* REQUIRED WORK: Your answer should be the full set of records, printed exactly as they stand.

* RECORDS FOR THIS TASK:

********

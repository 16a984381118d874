use std::time::Duration;

use reqwest::{Client, ClientBuilder};
use url::Url;

use crate::error::{AppError, Result};

/// Crawler-style identity; some sites only serve full markup to known bots.
pub const USER_AGENT: &str =
    "URLSummarizerBot/1.0 (compatible; Googlebot/2.1; +http://www.google.com/bot.html)";

const SNIPPET_CHARS: usize = 200;

/// Single-attempt page download bounded by a wall-clock timeout.
pub struct PageFetcher {
    client: Client,
    timeout: Duration,
}

impl PageFetcher {
    pub fn new(timeout: Duration) -> Result<Self> {
        let client = ClientBuilder::new()
            .user_agent(USER_AGENT)
            .pool_max_idle_per_host(10)
            .build()
            .map_err(|e| AppError::Configuration(format!("Failed to build HTTP client: {}", e)))?;

        Ok(PageFetcher { client, timeout })
    }

    /// Returns the response body as text regardless of its content type.
    pub async fn fetch(&self, url: &Url) -> Result<String> {
        // The bound covers both the request and reading the body.
        match tokio::time::timeout(self.timeout, self.fetch_body(url)).await {
            Ok(result) => result,
            Err(_) => Err(self.timed_out()),
        }
    }

    async fn fetch_body(&self, url: &Url) -> Result<String> {
        let response = self
            .client
            .get(url.clone())
            .send()
            .await
            .map_err(|e| self.classify(e))?;

        let status = response.status();
        if !status.is_success() {
            let snippet = match response.text().await {
                Ok(body) if !body.is_empty() => snippet(&body),
                _ => status.canonical_reason().unwrap_or_default().to_string(),
            };
            tracing::warn!(%url, status = status.as_u16(), "page responded with an error status");
            return Err(AppError::FetchHttp { status: status.as_u16(), snippet });
        }

        response.text().await.map_err(|e| self.classify(e))
    }

    fn classify(&self, err: reqwest::Error) -> AppError {
        if err.is_timeout() {
            self.timed_out()
        } else {
            AppError::FetchNetwork(err.to_string())
        }
    }

    fn timed_out(&self) -> AppError {
        AppError::FetchTimeout(self.timeout.as_secs_f64())
    }
}

/// First 200 characters of an error page, with `...` when cut short.
fn snippet(body: &str) -> String {
    let mut chars = body.chars();
    let head: String = chars.by_ref().take(SNIPPET_CHARS).collect();
    if chars.next().is_some() {
        format!("{}...", head)
    } else {
        head
    }
}
use serde::{Deserialize, Serialize};

#[derive(Debug, Deserialize)]
pub struct SummaryRequest {
    #[serde(default)]
    pub url: Option<String>,
}

#[derive(Debug, Clone, PartialEq, Eq, Serialize, Deserialize)]
pub struct SummaryResponse {
    pub summary: String,
}

#[derive(Debug, Clone, PartialEq, Eq, Serialize, Deserialize)]
pub struct ErrorResponse {
    pub error: String,
}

********

* PROBLEM SOLUTION:
repository 16a984381118d874
use std::time::Duration;

use reqwest::{Client, ClientBuilder};
use url::Url;

use crate::error::{AppError, Result};

/// Crawler-style identity; some sites only serve full markup to known bots.
pub const USER_AGENT: &str =
    "URLSummarizerBot/1.0 (compatible; Googlebot/2.1; +http://www.google.com/bot.html)";

const SNIPPET_CHARS: usize = 200;

/// Single-attempt page download bounded by a wall-clock timeout.
pub struct PageFetcher {
    client: Client,
    timeout: Duration,
}

impl PageFetcher {
    pub fn new(timeout: Duration) -> Result<Self> {
        let client = ClientBuilder::new()
            .user_agent(USER_AGENT)
            .pool_max_idle_per_host(10)
            .build()
            .map_err(|e| AppError::Configuration(format!("Failed to build HTTP client: {}", e)))?;

        Ok(PageFetcher { client, timeout })
    }

    /// Returns the response body as text regardless of its content type.
    pub async fn fetch(&self, url: &Url) -> Result<String> {
        // The bound covers both the request and reading the body.
        match tokio::time::timeout(self.timeout, self.fetch_body(url)).await {
            Ok(result) => result,
            Err(_) => Err(self.timed_out()),
        }
    }

    async fn fetch_body(&self, url: &Url) -> Result<String> {
        let response = self
            .client
            .get(url.clone())
            .send()
            .await
            .map_err(|e| self.classify(e))?;

        let status = response.status();
        if !status.is_success() {
            let snippet = match response.text().await {
                Ok(body) if !body.is_empty() => snippet(&body),
                _ => status.canonical_reason().unwrap_or_default().to_string(),
            };
            tracing::warn!(%url, status = status.as_u16(), "page responded with an error status");
            return Err(AppError::FetchHttp { status: status.as_u16(), snippet });
        }

        response.text().await.map_err(|e| self.classify(e))
    }

    fn classify(&self, err: reqwest::Error) -> AppError {
        if err.is_timeout() {
            self.timed_out()
        } else {
            AppError::FetchNetwork(err.to_string())
        }
    }

    fn timed_out(&self) -> AppError {
        AppError::FetchTimeout(self.timeout.as_secs_f64())
    }
}

/// First 200 characters of an error page, with `...` when cut short.
fn snippet(body: &str) -> String {
    let mut chars = body.chars();
    let head: String = chars.by_ref().take(SNIPPET_CHARS).collect();
    if chars.next().is_some() {
        format!("{}...", head)
    } else {
        head
    }
}
use serde::{Deserialize, Serialize};

#[derive(Debug, Deserialize)]
pub struct SummaryRequest {
    #[serde(default)]
    pub url: Option<String>,
}

#[derive(Debug, Clone, PartialEq, Eq, Serialize, Deserialize)]
pub struct SummaryResponse {
    pub summary: String,
}

#[derive(Debug, Clone, PartialEq, Eq, Serialize, Deserialize)]
pub struct ErrorResponse {
    pub error: String,
}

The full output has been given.